Saved entries:
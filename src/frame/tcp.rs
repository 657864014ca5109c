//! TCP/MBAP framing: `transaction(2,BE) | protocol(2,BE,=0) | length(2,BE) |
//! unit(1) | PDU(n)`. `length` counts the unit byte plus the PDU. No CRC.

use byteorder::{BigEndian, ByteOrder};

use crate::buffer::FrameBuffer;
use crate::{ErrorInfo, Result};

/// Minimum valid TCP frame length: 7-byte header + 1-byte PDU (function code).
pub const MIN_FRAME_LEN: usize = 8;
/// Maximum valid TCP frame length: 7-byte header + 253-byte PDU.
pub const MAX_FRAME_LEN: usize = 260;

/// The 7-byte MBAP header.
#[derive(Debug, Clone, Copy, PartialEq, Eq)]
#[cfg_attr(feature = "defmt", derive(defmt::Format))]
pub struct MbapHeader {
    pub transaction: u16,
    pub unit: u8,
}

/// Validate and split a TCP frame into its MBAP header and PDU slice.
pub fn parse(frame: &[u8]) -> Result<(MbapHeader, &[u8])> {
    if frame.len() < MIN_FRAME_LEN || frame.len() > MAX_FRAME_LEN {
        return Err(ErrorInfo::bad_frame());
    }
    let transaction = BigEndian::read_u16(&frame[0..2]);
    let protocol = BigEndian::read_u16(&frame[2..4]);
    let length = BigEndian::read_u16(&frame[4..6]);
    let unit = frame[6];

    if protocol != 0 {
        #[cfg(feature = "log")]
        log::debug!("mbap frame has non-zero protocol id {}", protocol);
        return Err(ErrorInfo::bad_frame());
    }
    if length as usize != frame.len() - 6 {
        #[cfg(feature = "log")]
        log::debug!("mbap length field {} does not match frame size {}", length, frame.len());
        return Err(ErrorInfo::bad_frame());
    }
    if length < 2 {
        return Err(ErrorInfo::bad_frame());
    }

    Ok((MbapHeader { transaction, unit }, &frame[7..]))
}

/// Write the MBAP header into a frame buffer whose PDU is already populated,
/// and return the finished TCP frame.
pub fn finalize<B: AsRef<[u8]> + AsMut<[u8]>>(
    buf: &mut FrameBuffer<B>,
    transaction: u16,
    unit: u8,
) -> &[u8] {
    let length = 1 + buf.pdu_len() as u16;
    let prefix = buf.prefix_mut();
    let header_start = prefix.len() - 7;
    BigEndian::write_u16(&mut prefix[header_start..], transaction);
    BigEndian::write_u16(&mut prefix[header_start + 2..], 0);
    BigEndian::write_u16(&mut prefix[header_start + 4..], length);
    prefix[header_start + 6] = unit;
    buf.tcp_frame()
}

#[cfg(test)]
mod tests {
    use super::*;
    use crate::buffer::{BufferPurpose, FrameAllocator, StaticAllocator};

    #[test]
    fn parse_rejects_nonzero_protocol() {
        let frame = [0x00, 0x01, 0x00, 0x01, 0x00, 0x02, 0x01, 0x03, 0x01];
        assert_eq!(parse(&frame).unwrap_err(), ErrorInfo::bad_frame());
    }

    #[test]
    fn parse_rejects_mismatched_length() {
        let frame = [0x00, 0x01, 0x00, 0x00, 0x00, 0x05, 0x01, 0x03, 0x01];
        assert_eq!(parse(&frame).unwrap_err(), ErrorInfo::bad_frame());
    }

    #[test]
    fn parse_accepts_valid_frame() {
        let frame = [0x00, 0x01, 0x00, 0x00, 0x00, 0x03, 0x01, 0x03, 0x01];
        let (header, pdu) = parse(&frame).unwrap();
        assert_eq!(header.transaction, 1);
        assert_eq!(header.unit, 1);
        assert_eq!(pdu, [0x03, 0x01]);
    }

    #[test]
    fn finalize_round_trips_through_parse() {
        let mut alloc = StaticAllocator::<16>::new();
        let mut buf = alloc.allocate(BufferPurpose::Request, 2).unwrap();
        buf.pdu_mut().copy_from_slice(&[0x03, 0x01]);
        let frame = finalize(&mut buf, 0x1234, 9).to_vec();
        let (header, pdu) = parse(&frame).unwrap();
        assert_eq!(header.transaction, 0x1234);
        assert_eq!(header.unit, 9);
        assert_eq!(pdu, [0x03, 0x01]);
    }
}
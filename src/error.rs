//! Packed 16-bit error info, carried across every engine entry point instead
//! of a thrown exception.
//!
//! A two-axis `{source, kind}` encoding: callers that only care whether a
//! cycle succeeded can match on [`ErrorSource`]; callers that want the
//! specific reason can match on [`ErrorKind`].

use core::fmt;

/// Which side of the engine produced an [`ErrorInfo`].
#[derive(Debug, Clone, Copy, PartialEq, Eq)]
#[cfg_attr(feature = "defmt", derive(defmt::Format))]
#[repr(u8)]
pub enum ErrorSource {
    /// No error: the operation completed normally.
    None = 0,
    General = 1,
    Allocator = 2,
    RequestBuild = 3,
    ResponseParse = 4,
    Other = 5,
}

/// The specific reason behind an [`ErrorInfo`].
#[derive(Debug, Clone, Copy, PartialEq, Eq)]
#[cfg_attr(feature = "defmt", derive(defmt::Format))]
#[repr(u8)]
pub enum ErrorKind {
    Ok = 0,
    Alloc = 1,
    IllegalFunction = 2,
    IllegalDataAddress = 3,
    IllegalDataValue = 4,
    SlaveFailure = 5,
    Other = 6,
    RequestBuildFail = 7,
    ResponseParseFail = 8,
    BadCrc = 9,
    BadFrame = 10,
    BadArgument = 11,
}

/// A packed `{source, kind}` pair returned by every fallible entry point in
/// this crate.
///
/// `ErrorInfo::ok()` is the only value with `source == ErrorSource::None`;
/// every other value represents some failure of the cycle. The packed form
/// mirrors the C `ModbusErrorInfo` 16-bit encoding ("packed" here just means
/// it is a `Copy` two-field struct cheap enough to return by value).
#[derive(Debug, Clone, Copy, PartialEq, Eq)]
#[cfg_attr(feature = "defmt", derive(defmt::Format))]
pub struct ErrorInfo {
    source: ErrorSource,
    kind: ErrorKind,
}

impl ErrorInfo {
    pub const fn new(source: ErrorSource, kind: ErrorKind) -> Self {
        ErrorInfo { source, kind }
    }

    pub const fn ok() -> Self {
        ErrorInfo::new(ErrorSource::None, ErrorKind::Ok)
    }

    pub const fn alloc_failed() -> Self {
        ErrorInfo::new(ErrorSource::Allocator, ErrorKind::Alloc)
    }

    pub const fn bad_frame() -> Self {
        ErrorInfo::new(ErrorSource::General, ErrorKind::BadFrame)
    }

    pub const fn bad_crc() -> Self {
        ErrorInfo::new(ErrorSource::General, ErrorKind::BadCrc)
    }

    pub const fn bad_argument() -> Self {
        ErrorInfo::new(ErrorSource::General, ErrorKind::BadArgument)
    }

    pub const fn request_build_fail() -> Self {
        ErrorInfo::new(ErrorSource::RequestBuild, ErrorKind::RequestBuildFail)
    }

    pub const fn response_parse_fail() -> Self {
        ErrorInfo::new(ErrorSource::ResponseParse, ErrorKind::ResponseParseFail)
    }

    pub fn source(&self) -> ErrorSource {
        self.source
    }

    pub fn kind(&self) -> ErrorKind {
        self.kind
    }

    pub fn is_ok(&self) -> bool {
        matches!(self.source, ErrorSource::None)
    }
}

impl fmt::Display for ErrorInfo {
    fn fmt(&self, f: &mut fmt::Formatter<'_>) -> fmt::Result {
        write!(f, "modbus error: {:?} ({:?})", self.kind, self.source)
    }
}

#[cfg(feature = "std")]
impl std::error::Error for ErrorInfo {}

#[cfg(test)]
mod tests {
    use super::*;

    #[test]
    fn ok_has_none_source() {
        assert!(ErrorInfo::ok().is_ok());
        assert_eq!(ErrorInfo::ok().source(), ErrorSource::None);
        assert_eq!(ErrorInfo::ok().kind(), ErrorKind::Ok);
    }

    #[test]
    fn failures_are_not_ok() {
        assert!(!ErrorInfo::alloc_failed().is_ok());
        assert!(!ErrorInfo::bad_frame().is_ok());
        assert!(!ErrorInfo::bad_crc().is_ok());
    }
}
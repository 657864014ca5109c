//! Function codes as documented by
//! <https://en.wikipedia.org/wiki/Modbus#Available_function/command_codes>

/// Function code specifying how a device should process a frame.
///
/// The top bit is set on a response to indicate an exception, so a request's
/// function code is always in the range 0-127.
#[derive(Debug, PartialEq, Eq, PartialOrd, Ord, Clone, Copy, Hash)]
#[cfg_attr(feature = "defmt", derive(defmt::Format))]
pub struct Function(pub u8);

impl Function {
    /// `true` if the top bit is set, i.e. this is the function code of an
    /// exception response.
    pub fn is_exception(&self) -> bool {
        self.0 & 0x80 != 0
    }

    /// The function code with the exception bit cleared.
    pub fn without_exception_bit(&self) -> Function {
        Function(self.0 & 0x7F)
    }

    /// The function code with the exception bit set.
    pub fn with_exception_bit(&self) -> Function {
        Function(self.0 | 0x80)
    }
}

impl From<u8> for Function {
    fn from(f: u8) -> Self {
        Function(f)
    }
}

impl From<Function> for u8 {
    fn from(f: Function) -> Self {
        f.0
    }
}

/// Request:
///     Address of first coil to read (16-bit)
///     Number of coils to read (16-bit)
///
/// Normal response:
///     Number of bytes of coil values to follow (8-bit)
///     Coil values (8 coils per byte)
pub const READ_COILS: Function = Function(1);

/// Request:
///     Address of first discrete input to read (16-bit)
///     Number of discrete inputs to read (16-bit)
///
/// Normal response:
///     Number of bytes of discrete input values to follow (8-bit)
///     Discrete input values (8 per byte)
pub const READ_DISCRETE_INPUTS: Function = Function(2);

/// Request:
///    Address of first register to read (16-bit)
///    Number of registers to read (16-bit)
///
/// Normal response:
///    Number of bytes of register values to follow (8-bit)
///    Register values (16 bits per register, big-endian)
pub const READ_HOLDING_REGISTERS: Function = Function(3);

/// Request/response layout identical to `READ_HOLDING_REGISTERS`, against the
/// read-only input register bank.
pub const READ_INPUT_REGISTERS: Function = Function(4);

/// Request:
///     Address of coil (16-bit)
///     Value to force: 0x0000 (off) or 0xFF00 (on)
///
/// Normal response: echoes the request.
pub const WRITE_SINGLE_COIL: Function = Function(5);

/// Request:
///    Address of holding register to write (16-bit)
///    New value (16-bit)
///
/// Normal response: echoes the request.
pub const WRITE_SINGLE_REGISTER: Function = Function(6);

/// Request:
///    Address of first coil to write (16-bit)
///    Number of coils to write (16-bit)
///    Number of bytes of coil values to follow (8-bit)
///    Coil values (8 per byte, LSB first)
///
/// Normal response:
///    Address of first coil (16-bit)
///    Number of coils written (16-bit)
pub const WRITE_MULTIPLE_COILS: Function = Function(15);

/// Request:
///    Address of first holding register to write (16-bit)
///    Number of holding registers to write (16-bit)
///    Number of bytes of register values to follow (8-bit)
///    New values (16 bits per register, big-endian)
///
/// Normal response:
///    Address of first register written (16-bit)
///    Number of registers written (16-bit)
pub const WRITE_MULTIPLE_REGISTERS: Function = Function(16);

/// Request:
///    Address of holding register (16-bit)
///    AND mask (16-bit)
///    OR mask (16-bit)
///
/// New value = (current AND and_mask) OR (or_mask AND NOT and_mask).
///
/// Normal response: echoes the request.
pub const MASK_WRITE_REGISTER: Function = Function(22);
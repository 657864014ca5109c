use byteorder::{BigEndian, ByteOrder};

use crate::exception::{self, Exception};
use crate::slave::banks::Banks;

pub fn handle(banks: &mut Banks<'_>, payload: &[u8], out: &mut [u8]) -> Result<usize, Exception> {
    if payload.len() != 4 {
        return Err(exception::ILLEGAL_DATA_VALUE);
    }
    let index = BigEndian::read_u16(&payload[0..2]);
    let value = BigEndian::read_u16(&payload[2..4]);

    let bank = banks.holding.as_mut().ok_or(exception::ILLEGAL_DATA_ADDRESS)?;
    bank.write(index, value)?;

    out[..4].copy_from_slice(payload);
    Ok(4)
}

* * *

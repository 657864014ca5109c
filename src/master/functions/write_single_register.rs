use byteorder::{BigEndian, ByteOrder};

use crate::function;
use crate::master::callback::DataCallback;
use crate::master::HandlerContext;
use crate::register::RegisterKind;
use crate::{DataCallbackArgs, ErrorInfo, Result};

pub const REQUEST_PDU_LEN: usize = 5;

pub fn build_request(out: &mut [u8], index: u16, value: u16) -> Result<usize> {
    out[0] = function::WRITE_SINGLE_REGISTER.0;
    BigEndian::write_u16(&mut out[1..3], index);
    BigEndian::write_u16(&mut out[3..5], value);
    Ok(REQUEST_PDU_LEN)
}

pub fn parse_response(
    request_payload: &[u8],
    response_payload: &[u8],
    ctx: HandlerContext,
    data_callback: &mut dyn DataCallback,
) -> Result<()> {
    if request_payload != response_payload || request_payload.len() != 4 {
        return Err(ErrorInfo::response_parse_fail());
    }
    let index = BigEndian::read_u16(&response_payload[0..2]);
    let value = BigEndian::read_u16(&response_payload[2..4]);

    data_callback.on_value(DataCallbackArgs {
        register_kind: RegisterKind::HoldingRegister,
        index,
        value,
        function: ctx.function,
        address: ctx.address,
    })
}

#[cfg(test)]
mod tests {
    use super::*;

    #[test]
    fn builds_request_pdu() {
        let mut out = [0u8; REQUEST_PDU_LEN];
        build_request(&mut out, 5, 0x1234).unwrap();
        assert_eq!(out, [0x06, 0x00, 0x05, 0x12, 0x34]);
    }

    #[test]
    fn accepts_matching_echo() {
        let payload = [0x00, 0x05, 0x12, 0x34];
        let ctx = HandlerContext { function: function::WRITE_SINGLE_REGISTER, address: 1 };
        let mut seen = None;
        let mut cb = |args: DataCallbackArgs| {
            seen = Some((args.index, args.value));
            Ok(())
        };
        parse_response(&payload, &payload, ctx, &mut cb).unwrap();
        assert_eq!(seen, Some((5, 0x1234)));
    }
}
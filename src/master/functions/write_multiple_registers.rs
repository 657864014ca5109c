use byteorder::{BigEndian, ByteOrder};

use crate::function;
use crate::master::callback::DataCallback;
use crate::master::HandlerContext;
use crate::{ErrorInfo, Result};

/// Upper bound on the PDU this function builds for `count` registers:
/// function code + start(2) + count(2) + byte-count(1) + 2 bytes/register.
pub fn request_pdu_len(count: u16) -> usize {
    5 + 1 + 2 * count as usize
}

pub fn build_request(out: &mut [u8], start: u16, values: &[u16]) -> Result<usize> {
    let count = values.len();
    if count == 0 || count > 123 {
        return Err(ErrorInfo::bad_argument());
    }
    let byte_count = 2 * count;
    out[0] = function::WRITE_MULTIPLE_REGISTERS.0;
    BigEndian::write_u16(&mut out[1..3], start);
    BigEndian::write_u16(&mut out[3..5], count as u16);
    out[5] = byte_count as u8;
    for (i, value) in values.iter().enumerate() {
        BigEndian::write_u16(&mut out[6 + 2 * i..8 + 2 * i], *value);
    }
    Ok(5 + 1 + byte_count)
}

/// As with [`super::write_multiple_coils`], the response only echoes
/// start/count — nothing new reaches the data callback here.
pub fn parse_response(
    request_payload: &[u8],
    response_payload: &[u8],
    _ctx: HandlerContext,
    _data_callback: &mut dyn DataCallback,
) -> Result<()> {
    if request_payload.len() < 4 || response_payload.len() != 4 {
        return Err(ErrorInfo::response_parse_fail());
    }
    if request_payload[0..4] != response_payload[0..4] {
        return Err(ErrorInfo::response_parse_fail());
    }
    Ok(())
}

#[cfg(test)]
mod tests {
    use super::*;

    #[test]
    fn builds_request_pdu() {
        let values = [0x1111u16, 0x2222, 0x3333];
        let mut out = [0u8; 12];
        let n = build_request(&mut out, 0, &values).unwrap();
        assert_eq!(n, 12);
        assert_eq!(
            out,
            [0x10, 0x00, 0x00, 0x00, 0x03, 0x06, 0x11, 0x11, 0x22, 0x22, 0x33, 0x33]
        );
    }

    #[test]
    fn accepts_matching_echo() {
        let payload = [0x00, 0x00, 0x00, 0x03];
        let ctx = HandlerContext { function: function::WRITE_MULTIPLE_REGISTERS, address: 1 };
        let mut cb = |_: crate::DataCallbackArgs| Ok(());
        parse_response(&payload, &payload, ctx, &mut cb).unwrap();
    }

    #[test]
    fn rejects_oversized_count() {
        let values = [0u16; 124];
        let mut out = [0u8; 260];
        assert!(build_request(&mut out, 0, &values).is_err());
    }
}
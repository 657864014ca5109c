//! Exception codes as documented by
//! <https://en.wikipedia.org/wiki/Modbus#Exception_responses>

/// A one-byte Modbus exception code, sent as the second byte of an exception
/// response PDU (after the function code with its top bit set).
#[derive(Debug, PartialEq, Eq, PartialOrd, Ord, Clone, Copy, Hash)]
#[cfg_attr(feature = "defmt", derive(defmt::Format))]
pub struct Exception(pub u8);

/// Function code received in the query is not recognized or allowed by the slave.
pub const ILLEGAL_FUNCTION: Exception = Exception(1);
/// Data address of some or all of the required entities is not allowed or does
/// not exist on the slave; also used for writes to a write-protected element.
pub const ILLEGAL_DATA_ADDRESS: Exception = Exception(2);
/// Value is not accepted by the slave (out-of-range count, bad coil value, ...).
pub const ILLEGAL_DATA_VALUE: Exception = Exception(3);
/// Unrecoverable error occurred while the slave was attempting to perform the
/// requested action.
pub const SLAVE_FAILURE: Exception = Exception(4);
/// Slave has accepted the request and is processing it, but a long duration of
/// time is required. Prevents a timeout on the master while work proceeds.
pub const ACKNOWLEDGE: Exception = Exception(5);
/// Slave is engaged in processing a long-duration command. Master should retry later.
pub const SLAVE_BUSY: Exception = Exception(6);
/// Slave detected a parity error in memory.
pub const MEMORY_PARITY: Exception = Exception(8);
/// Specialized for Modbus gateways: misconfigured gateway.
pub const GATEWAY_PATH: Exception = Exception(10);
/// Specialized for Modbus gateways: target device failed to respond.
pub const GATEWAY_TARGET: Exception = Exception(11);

PROMPT: Could you reproduce exactly the lines of the entries above, from the one with "first holding register to write (16-bit)" through the one with "use crate::slave::banks::Banks;", and nothing else?

RESPONSE TO THE EXERCISE:
///    Address of first holding register to write (16-bit)
///    Number of holding registers to write (16-bit)
///    Number of bytes of register values to follow (8-bit)
///    New values (16 bits per register, big-endian)
///
/// Normal response:
///    Address of first register written (16-bit)
///    Number of registers written (16-bit)
pub const WRITE_MULTIPLE_REGISTERS: Function = Function(16);

/// Request:
///    Address of holding register (16-bit)
///    AND mask (16-bit)
///    OR mask (16-bit)
///
/// New value = (current AND and_mask) OR (or_mask AND NOT and_mask).
///
/// Normal response: echoes the request.
pub const MASK_WRITE_REGISTER: Function = Function(22);
repository 657864014ca5109c
use byteorder::{BigEndian, ByteOrder};

use crate::exception::{self, Exception};
use crate::slave::banks::Banks;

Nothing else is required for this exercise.